Wherever a line of the records contains "down", copy that line.

-------- Materials provided --------

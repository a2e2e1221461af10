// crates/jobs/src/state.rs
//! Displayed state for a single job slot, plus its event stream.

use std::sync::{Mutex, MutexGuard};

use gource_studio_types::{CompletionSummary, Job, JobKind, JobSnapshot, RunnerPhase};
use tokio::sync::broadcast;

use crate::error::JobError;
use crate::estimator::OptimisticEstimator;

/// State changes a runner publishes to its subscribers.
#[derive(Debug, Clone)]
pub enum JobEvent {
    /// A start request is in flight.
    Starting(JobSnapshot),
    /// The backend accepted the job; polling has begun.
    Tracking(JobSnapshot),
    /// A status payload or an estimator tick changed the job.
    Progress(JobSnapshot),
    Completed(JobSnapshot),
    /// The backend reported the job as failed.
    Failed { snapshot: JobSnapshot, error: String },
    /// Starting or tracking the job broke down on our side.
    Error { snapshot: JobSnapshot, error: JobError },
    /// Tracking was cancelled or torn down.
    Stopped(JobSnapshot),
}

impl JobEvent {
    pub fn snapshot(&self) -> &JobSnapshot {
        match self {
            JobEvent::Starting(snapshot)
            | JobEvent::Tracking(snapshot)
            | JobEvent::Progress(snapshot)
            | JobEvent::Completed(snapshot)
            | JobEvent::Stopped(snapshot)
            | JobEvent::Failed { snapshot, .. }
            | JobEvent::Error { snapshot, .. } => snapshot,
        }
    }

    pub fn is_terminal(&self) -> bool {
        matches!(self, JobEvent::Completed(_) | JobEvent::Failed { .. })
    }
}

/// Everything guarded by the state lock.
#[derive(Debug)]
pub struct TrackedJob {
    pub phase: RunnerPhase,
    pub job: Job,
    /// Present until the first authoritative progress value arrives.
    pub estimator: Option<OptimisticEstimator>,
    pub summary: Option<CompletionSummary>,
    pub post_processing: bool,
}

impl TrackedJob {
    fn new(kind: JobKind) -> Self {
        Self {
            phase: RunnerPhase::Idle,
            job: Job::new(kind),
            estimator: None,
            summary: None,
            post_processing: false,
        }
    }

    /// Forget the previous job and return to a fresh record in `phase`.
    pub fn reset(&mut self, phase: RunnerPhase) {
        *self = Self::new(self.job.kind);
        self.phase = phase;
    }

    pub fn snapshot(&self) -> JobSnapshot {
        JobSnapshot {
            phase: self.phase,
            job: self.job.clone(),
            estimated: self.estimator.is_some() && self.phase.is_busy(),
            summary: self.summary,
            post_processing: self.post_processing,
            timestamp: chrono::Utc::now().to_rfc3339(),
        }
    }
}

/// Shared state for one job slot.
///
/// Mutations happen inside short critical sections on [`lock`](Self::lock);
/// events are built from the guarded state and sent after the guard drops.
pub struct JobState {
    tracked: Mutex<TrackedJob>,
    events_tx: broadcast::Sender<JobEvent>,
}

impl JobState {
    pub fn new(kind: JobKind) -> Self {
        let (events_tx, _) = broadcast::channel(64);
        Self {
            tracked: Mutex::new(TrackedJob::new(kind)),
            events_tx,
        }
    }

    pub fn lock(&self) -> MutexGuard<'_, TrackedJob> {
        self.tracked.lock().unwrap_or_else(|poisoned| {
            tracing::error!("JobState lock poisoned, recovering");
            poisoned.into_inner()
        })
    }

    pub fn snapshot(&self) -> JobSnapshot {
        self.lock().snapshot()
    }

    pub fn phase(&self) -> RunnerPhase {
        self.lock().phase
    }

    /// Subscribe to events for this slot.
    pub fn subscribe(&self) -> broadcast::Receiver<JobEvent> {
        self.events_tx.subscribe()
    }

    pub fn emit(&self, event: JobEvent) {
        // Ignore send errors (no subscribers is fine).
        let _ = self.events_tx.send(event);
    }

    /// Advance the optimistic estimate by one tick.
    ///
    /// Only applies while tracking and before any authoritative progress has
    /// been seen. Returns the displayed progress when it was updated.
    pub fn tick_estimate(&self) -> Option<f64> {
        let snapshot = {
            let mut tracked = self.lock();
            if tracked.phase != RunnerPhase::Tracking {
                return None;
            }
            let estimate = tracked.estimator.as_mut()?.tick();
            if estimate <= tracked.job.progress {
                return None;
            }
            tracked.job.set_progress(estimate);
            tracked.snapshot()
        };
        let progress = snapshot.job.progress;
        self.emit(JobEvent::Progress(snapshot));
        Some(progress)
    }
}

--------

> _Solution for this problem_
    /// Starting or tracking the job broke down on our side.
    /// Tracking was cancelled or torn down.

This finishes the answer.